Ia mengatakan, bekerja sendiri mengatasi wabah ini tidak akan berhasil, dan terbukti dari kemampuan Pemprov DKI yang terbatas sehingga beberapa kali minta bantuan Pusat. Komunikasi dengan masyarakat juga tidak baik sehingga berbuah denda.
Denda bagi pelanggar protokol kesehatan juga dinilai tidak efektif dan tidak mendidik dalam wabah, karena masyarakat harus diawasi baru patuh. Harusnya kesadaran yang perlu dibangun.
"Contact tracing harus optimal," katanya.
Gilbert menjelaskan, data yang diperoleh terakhir adalah bulan Mei, 1 kasus ditelusuri 3, seharusnya 1:30. Memang ini sulit dibayangkan bisa dilakukan Pemprov DKI, tetapi seharusnya 1:10 masih sangat mudah misalnya 1 kasus ditelusuri di keluarga, tetangga, teman sekerja, dan sahabat dekat. Kelemahannya adalah penularan di pasar, mal, angkutan dan lingkungan.

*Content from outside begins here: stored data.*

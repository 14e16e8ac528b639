use jsonwebtoken::decode;
use jsonwebtoken::encode;
use jsonwebtoken::errors::ErrorKind;
use jsonwebtoken::Algorithm;
use jsonwebtoken::DecodingKey;
use jsonwebtoken::EncodingKey;
use jsonwebtoken::Header;
use jsonwebtoken::Validation;

use super::claims::Claims;
use super::claims::TokenType;
use super::errors::TokenError;

/// JWT token handler for encoding and decoding session claims.
///
/// Uses HS256 (HMAC with SHA-256) with a single symmetric secret. Decoding
/// only ever accepts HS256: a token whose header names any other algorithm
/// is rejected before signature verification, which closes the
/// algorithm-confusion hole where an attacker substitutes an asymmetric or
/// unsigned method.
pub struct JwtHandler {
    encoding_key: EncodingKey,
    decoding_key: DecodingKey,
    algorithm: Algorithm,
}

impl JwtHandler {
    /// Create a new JWT handler with a secret key.
    ///
    /// # Arguments
    /// * `secret` - Secret key for signing tokens (should be stored securely)
    ///
    /// # Security Notes
    /// - The secret should be at least 256 bits (32 bytes) for HS256
    /// - Store secrets in environment variables or secure vaults, never in code
    pub fn new(secret: &[u8]) -> Self {
        Self {
            encoding_key: EncodingKey::from_secret(secret),
            decoding_key: DecodingKey::from_secret(secret),
            algorithm: Algorithm::HS256,
        }
    }

    /// Encode claims into a signed token.
    ///
    /// # Errors
    /// * `SigningFailed` - Token encoding failed (secret misconfiguration)
    pub fn encode(&self, claims: &Claims) -> Result<String, TokenError> {
        let header = Header::new(self.algorithm);

        encode(&header, claims, &self.encoding_key)
            .map_err(|e| TokenError::SigningFailed(e.to_string()))
    }

    /// Decode a token and verify its signature and expiry.
    ///
    /// Expiry is checked with zero leeway: a token is rejected the second
    /// after its `exp` timestamp.
    ///
    /// # Errors
    /// * `Expired` - `exp` is in the past
    /// * `InvalidToken` - Malformed token, wrong algorithm, or bad signature
    pub fn decode(&self, token: &str) -> Result<Claims, TokenError> {
        let mut validation = Validation::new(self.algorithm);
        validation.leeway = 0;

        let token_data =
            decode::<Claims>(token, &self.decoding_key, &validation).map_err(|e| {
                match e.kind() {
                    ErrorKind::ExpiredSignature => TokenError::Expired,
                    _ => TokenError::InvalidToken(e.to_string()),
                }
            })?;

        Ok(token_data.claims)
    }

    /// Decode a token and additionally require a specific token type.
    ///
    /// # Errors
    /// * `Expired` - `exp` is in the past
    /// * `WrongTokenType` - Claims carry the other token type
    /// * `InvalidToken` - Malformed token, wrong algorithm, or bad signature
    pub fn validate(&self, token: &str, expected: TokenType) -> Result<Claims, TokenError> {
        let claims = self.decode(token)?;

        if claims.token_type != expected {
            return Err(TokenError::WrongTokenType);
        }

        Ok(claims)
    }
}

#[cfg(test)]
mod tests {
    use chrono::Utc;

    use super::*;

    const SECRET: &[u8] = b"test_secret_key_at_least_32_bytes!";

    #[test]
    fn test_encode_and_decode() {
        let handler = JwtHandler::new(SECRET);

        let claims = Claims::access(42, "alice@example.com");
        let token = handler.encode(&claims).expect("Failed to encode token");
        assert!(!token.is_empty());

        let decoded = handler.decode(&token).expect("Failed to decode token");
        assert_eq!(decoded, claims);
    }

    #[test]
    fn test_validate_matching_type() {
        let handler = JwtHandler::new(SECRET);

        let token = handler
            .encode(&Claims::access(42, "alice@example.com"))
            .expect("Failed to encode token");

        let claims = handler
            .validate(&token, TokenType::Access)
            .expect("Failed to validate token");
        assert_eq!(claims.user_id, 42);
        assert_eq!(claims.email, "alice@example.com");
        assert_eq!(claims.token_type, TokenType::Access);
    }

    #[test]
    fn test_validate_rejects_wrong_type() {
        let handler = JwtHandler::new(SECRET);

        let access = handler
            .encode(&Claims::access(42, "alice@example.com"))
            .expect("Failed to encode token");
        let refresh = handler
            .encode(&Claims::refresh(42, "alice@example.com"))
            .expect("Failed to encode token");

        assert!(matches!(
            handler.validate(&access, TokenType::Refresh),
            Err(TokenError::WrongTokenType)
        ));
        assert!(matches!(
            handler.validate(&refresh, TokenType::Access),
            Err(TokenError::WrongTokenType)
        ));
    }

    #[test]
    fn test_decode_expired_token() {
        let handler = JwtHandler::new(SECRET);

        let mut claims = Claims::access(42, "alice@example.com");
        claims.iat = Utc::now().timestamp() - 120;
        claims.exp = Utc::now().timestamp() - 60;

        let token = handler.encode(&claims).expect("Failed to encode token");

        assert!(matches!(
            handler.decode(&token),
            Err(TokenError::Expired)
        ));
    }

    #[test]
    fn test_decode_tampered_signature() {
        let handler = JwtHandler::new(SECRET);

        let mut token = handler
            .encode(&Claims::access(42, "alice@example.com"))
            .expect("Failed to encode token");

        // Flip the last character of the signature segment
        let last = token.pop().expect("Token is empty");
        token.push(if last == 'A' { 'B' } else { 'A' });

        assert!(matches!(
            handler.decode(&token),
            Err(TokenError::InvalidToken(_))
        ));
    }

    #[test]
    fn test_decode_with_wrong_secret() {
        let handler1 = JwtHandler::new(b"secret1_at_least_32_bytes_long_key!");
        let handler2 = JwtHandler::new(b"secret2_at_least_32_bytes_long_key!");

        let token = handler1
            .encode(&Claims::access(42, "alice@example.com"))
            .expect("Failed to encode token");

        assert!(handler2.decode(&token).is_err());
    }

    #[test]
    fn test_decode_garbage() {
        let handler = JwtHandler::new(SECRET);
        assert!(handler.decode("invalid.token.here").is_err());
    }
}
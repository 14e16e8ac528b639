use auth::TokenType;
use axum::extract::Request;
use axum::extract::State;
use axum::middleware::Next;
use axum::response::IntoResponse;
use axum::response::Response;

use super::handlers::ApiError;
use crate::domain::user::models::UserId;
use crate::inbound::http::router::AppState;

/// Extension type to store the authenticated identity in request extensions.
///
/// Rebuilt from the validated access token on every request; nothing about
/// it is persisted or shared across requests.
#[derive(Debug, Clone)]
pub struct AuthenticatedUser {
    pub user_id: UserId,
    pub email: String,
}

/// Middleware that validates access tokens and adds the caller's identity
/// to request extensions.
///
/// Every failure path short-circuits with the same generic 401; which
/// check failed is visible only in the server log.
pub async fn authenticate(
    State(state): State<AppState>,
    mut req: Request,
    next: Next,
) -> Result<Response, Response> {
    let token = state.transport.extract(&req).ok_or_else(|| {
        tracing::warn!("Request carried no access token");
        unauthorized()
    })?;

    let claims = state
        .authenticator
        .validate_token(&token, TokenType::Access)
        .map_err(|e| {
            tracing::warn!("Token validation failed: {}", e);
            unauthorized()
        })?;

    req.extensions_mut().insert(AuthenticatedUser {
        user_id: UserId(claims.user_id),
        email: claims.email,
    });

    Ok(next.run(req).await)
}

fn unauthorized() -> Response {
    ApiError::Unauthorized("Invalid or expired token".to_string()).into_response()
}
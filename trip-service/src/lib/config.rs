use std::env;

use config::Config as ConfigBuilder;
use config::ConfigError;
use config::Environment;
use config::File;
use serde::Deserialize;

use crate::inbound::http::transport::TokenTransport;

#[derive(Debug, Deserialize, Clone)]
pub struct Config {
    pub database: DatabaseConfig,
    pub server: ServerConfig,
    pub jwt: JwtConfig,
}

#[derive(Debug, Deserialize, Clone)]
pub struct DatabaseConfig {
    pub url: String,
}

#[derive(Debug, Deserialize, Clone)]
pub struct ServerConfig {
    pub http_port: u16,
}

#[derive(Debug, Deserialize, Clone)]
pub struct JwtConfig {
    pub secret: String,

    /// How clients deliver tokens back to the service. Picked once at
    /// startup; the other transport is never consulted.
    #[serde(default)]
    pub transport: TokenTransport,
}

impl Config {
    /// Load configuration from files with environment variable overrides
    ///
    /// Priority (highest to lowest):
    /// 1. Environment variables (DATABASE__URL, SERVER__HTTP_PORT, etc.)
    /// 2. Environment-specific config file (config/{environment}.toml)
    /// 3. Default config file (config/default.toml)
    pub fn load() -> Result<Self, ConfigError> {
        let run_mode = env::var("RUN_MODE").unwrap_or_else(|_| "development".to_string());

        let configuration = ConfigBuilder::builder()
            // Start with default configuration
            .add_source(File::with_name("config/default").required(false))
            // Layer on environment-specific configuration
            .add_source(File::with_name(&format!("config/{}", run_mode)).required(false))
            // Layer on environment variables (with __ as separator)
            // Example: DATABASE__URL=postgres://... overrides database.url
            .add_source(Environment::with_prefix("").separator("__"))
            .build()?;

        let config: Config = configuration.try_deserialize()?;

        Ok(config)
    }
}
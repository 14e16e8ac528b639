use std::fmt;
use std::str::FromStr;

use chrono::DateTime;
use chrono::Utc;

use crate::user::errors::EmailError;
use crate::user::errors::PasswordError;

/// User aggregate entity.
///
/// Represents a registered account. `password_hash` stays inside the
/// domain; no response type ever carries it.
#[derive(Debug, Clone)]
pub struct User {
    pub id: UserId,
    pub email: EmailAddress,
    pub username: String,
    pub password_hash: String,
    pub created_at: DateTime<Utc>,
    pub updated_at: DateTime<Utc>,
}

/// User unique identifier type
#[derive(Debug, Clone, Copy, PartialEq, Eq, Hash)]
pub struct UserId(pub i64);

impl UserId {
    pub fn as_i64(&self) -> i64 {
        self.0
    }
}

impl fmt::Display for UserId {
    fn fmt(&self, f: &mut fmt::Formatter<'_>) -> fmt::Result {
        self.0.fmt(f)
    }
}

/// Email address type
///
/// Validates email format using RFC 5322 compliant parser.
#[derive(Debug, Clone, PartialEq, Eq)]
pub struct EmailAddress(String);

impl EmailAddress {
    /// Create a new validated email address.
    ///
    /// # Arguments
    /// * `email` - Raw email string
    ///
    /// # Errors
    /// * `InvalidFormat` - Email does not conform to RFC 5322
    pub fn new(email: String) -> Result<Self, EmailError> {
        email_address::EmailAddress::from_str(&email)
            .map(|_| EmailAddress(email))
            .map_err(|e| EmailError::InvalidFormat(e.to_string()))
    }

    pub fn as_str(&self) -> &str {
        &self.0
    }
}

impl fmt::Display for EmailAddress {
    fn fmt(&self, f: &mut fmt::Formatter<'_>) -> fmt::Result {
        self.0.fmt(f)
    }
}

/// Validated plaintext password, pending hashing.
///
/// Length is bounded at 8..=128 bytes. Over-long input is rejected rather
/// than truncated; Argon2 itself accepts arbitrary lengths, so the bound
/// here is the single place the policy lives.
#[derive(Clone, PartialEq, Eq)]
pub struct Password(String);

impl Password {
    const MIN_LENGTH: usize = 8;
    const MAX_LENGTH: usize = 128;

    /// Create a new valid password.
    ///
    /// # Errors
    /// * `TooShort` - Password shorter than 8 bytes
    /// * `TooLong` - Password longer than 128 bytes
    pub fn new(password: String) -> Result<Self, PasswordError> {
        let length = password.len();
        if length < Self::MIN_LENGTH {
            Err(PasswordError::TooShort {
                min: Self::MIN_LENGTH,
                actual: length,
            })
        } else if length > Self::MAX_LENGTH {
            Err(PasswordError::TooLong {
                max: Self::MAX_LENGTH,
                actual: length,
            })
        } else {
            Ok(Self(password))
        }
    }

    pub fn as_str(&self) -> &str {
        &self.0
    }
}

impl fmt::Debug for Password {
    fn fmt(&self, f: &mut fmt::Formatter<'_>) -> fmt::Result {
        f.write_str("Password(***)")
    }
}

/// Command to register a new user with domain types
#[derive(Debug)]
pub struct SignupCommand {
    pub email: EmailAddress,
    pub password: Password,
}

impl SignupCommand {
    pub fn new(email: EmailAddress, password: Password) -> Self {
        Self { email, password }
    }
}

/// Fields for a user row the datastore has not assigned an id to yet.
///
/// The username defaults to the email address at signup.
#[derive(Debug)]
pub struct NewUser {
    pub email: EmailAddress,
    pub username: String,
    pub password_hash: String,
}
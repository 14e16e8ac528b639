use argon2::password_hash::rand_core::OsRng;
use argon2::password_hash::PasswordHash;
use argon2::password_hash::PasswordHasher as Argon2PasswordHasher;
use argon2::password_hash::PasswordVerifier;
use argon2::password_hash::SaltString;
use argon2::Argon2;

use super::errors::PasswordError;

/// Password hashing implementation.
///
/// Provides cryptographic password hashing (internally uses Argon2id).
/// Unlike bcrypt, Argon2 has no useful upper bound on input length, so
/// this type neither truncates nor rejects long inputs; callers enforce
/// their own length policy before hashing.
pub struct PasswordHasher;

impl PasswordHasher {
    /// Create a new password hasher instance.
    pub fn new() -> Self {
        Self
    }

    /// Hash a plaintext password securely.
    ///
    /// Uses Argon2id with random salt generation.
    ///
    /// # Arguments
    /// * `password` - Plaintext password to hash
    ///
    /// # Returns
    /// PHC string format hash (includes algorithm, parameters, salt, and hash)
    ///
    /// # Errors
    /// * `HashingFailed` - Password hashing operation failed
    pub fn hash(&self, password: &str) -> Result<String, PasswordError> {
        let salt = SaltString::generate(&mut OsRng);
        let argon2 = Argon2::default();

        argon2
            .hash_password(password.as_bytes(), &salt)
            .map(|hash| hash.to_string())
            .map_err(|e| PasswordError::HashingFailed(e.to_string()))
    }

    /// Verify a password against a stored hash.
    ///
    /// Returns `false` for any mismatch, including a malformed or foreign
    /// hash string and an empty password. It never errors: the caller must
    /// not be able to tell a bad password from a bad hash.
    ///
    /// # Arguments
    /// * `password` - Plaintext password to verify
    /// * `hash` - Stored password hash in PHC string format
    pub fn verify(&self, password: &str, hash: &str) -> bool {
        let Ok(parsed_hash) = PasswordHash::new(hash) else {
            return false;
        };

        Argon2::default()
            .verify_password(password.as_bytes(), &parsed_hash)
            .is_ok()
    }

    /// Hash of a random throwaway password.
    ///
    /// Generated once at startup and verified against whenever no account
    /// matches a login attempt, so lookups that miss cost the same as
    /// lookups that hit.
    ///
    /// # Errors
    /// * `HashingFailed` - Password hashing operation failed
    pub fn fallback_hash(&self) -> Result<String, PasswordError> {
        let throwaway = SaltString::generate(&mut OsRng);
        self.hash(throwaway.as_str())
    }
}

impl Default for PasswordHasher {
    fn default() -> Self {
        Self::new()
    }
}

#[cfg(test)]
mod tests {
    use super::*;

    #[test]
    fn test_hash_and_verify() {
        let hasher = PasswordHasher::new();
        let password = "my_secure_password";

        let hash = hasher.hash(password).expect("Failed to hash password");

        assert!(hasher.verify(password, &hash));
        assert!(!hasher.verify("wrong_password", &hash));
    }

    #[test]
    fn test_hashes_are_salted() {
        let hasher = PasswordHasher::new();

        let first = hasher.hash("same_password").expect("Failed to hash");
        let second = hasher.hash("same_password").expect("Failed to hash");

        assert_ne!(first, second);
        assert!(hasher.verify("same_password", &first));
        assert!(hasher.verify("same_password", &second));
    }

    #[test]
    fn test_verify_malformed_hash_is_false() {
        let hasher = PasswordHasher::new();
        assert!(!hasher.verify("password", "not_a_phc_string"));
        assert!(!hasher.verify("password", ""));
    }

    #[test]
    fn test_verify_empty_password_is_false() {
        let hasher = PasswordHasher::new();
        let hash = hasher.hash("something").expect("Failed to hash");
        assert!(!hasher.verify("", &hash));
    }

    #[test]
    fn test_fallback_hash_matches_nothing_likely() {
        let hasher = PasswordHasher::new();
        let fallback = hasher.fallback_hash().expect("Failed to hash");

        assert!(fallback.starts_with("$argon2"));
        assert!(!hasher.verify("password123", &fallback));
    }
}
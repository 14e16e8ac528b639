use crate::jwt::Claims;
use crate::jwt::JwtHandler;
use crate::jwt::TokenError;
use crate::jwt::TokenType;
use crate::password::PasswordError;
use crate::password::PasswordHasher;

/// Authentication coordinator combining password verification and session
/// token handling.
///
/// Holds the process-wide signing secret (inside the handler) and a
/// fallback hash; both are set once at construction and never mutated.
pub struct Authenticator {
    password_hasher: PasswordHasher,
    jwt_handler: JwtHandler,
    fallback_hash: String,
}

/// A freshly issued access/refresh token pair.
pub struct TokenPair {
    pub access_token: String,
    pub refresh_token: String,
}

impl Authenticator {
    /// Create a new authenticator.
    ///
    /// # Arguments
    /// * `jwt_secret` - Secret key for token signing
    ///
    /// # Errors
    /// * `PasswordError` - Generating the fallback hash failed
    pub fn new(jwt_secret: &[u8]) -> Result<Self, PasswordError> {
        let password_hasher = PasswordHasher::new();
        let fallback_hash = password_hasher.fallback_hash()?;

        Ok(Self {
            password_hasher,
            jwt_handler: JwtHandler::new(jwt_secret),
            fallback_hash,
        })
    }

    /// Hash a password for storage.
    ///
    /// # Errors
    /// * `PasswordError` - Hashing operation failed
    pub fn hash_password(&self, password: &str) -> Result<String, PasswordError> {
        self.password_hasher.hash(password)
    }

    /// Verify a password against an account's stored hash, if any.
    ///
    /// When no account matched the login attempt, pass `None`: the password
    /// is then verified against the fallback hash so that missing accounts
    /// cost the same as wrong passwords. The result for `None` is always
    /// `false`.
    pub fn verify_password(&self, password: &str, stored_hash: Option<&str>) -> bool {
        match stored_hash {
            Some(hash) => self.password_hasher.verify(password, hash),
            None => {
                self.password_hasher.verify(password, &self.fallback_hash);
                false
            }
        }
    }

    /// Issue a fresh access/refresh token pair for an authenticated user.
    ///
    /// # Errors
    /// * `TokenError` - Token signing failed (secret misconfiguration)
    pub fn issue_tokens(&self, user_id: i64, email: &str) -> Result<TokenPair, TokenError> {
        let access_token = self.jwt_handler.encode(&Claims::access(user_id, email))?;
        let refresh_token = self.jwt_handler.encode(&Claims::refresh(user_id, email))?;

        Ok(TokenPair {
            access_token,
            refresh_token,
        })
    }

    /// Validate a token of the expected type and return its claims.
    ///
    /// # Errors
    /// * `TokenError` - Token is expired, of the wrong type, or invalid
    pub fn validate_token(&self, token: &str, expected: TokenType) -> Result<Claims, TokenError> {
        self.jwt_handler.validate(token, expected)
    }
}

#[cfg(test)]
mod tests {
    use super::*;

    const SECRET: &[u8] = b"test_secret_key_at_least_32_bytes!";

    #[test]
    fn test_issue_and_validate_pair() {
        let authenticator = Authenticator::new(SECRET).expect("Failed to create authenticator");

        let pair = authenticator
            .issue_tokens(42, "alice@example.com")
            .expect("Failed to issue tokens");

        let access = authenticator
            .validate_token(&pair.access_token, TokenType::Access)
            .expect("Access token validation failed");
        assert_eq!(access.user_id, 42);
        assert_eq!(access.email, "alice@example.com");
        assert_eq!(access.token_type, TokenType::Access);

        let refresh = authenticator
            .validate_token(&pair.refresh_token, TokenType::Refresh)
            .expect("Refresh token validation failed");
        assert_eq!(refresh.token_type, TokenType::Refresh);
    }

    #[test]
    fn test_refresh_token_rejected_as_access() {
        let authenticator = Authenticator::new(SECRET).expect("Failed to create authenticator");

        let pair = authenticator
            .issue_tokens(42, "alice@example.com")
            .expect("Failed to issue tokens");

        assert!(matches!(
            authenticator.validate_token(&pair.refresh_token, TokenType::Access),
            Err(TokenError::WrongTokenType)
        ));
    }

    #[test]
    fn test_verify_password_roundtrip() {
        let authenticator = Authenticator::new(SECRET).expect("Failed to create authenticator");

        let hash = authenticator
            .hash_password("correct_password")
            .expect("Failed to hash password");

        assert!(authenticator.verify_password("correct_password", Some(&hash)));
        assert!(!authenticator.verify_password("wrong_password", Some(&hash)));
    }

    #[test]
    fn test_verify_password_missing_account_is_false() {
        let authenticator = Authenticator::new(SECRET).expect("Failed to create authenticator");

        assert!(!authenticator.verify_password("any_password", None));
        assert!(!authenticator.verify_password("", None));
    }
}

Tetapi menelusuri orang-orang terdekat tadi (tracing 1:10) secara akal sehat sudah jauh lebih baik. Selama ini, kata Gilbert, Gubernur DKI terkesan selalu terlalu percaya diri mengatakan bahwa tes sudah dilakukan 5x standar WHO.
"Ini harus dikoreksi, bahwa yang perlu dites adalah mereka yang bergejala dan yang terpapar atau kontak. Melakukan tes secara sporadis adalah sia-sia, dan gampang menemukan orang yang mau dites agar melebihi standar WHO. Indikasi tes secara medis juga sangat jelas, seperti saya sebutkan di atas. Setelah tes lalu contact tracing pada yang positif, ini yang tidak pernah dilaporkan gubernur, dan angkanya di bulan Mei sangat jelek, 1:3," jelasnya.
Pada bulan Juni-September, kata Gilbert, tidak pernah dibuka angka contact tracing.
"Selama ini kita misleading oleh paparan yang selalu menyampaikan Rt, positivity rate, dan fatality rate. Sebaiknya hal tersebut diserahkan ke Satgas Covid DKI dan Gubernur focus ke policy," tuturnya.
Memperbaiki ketiga faktor penyebab kegagalan PSBB di Jakarta, diharapkan dapat memperbaiki kondisi secara keseluruhan. Kondisi kesehatan, kondisi ekonomi dan kondisi lainnya.
"Sekalipun nanti vaksin sudah ada, kita belum memiliki data tingkat perlindungannya atau coverage, berapa persen. Prosedur sekarang masih yang terbaik asal sungguh-sungguh dijalankan," katanya.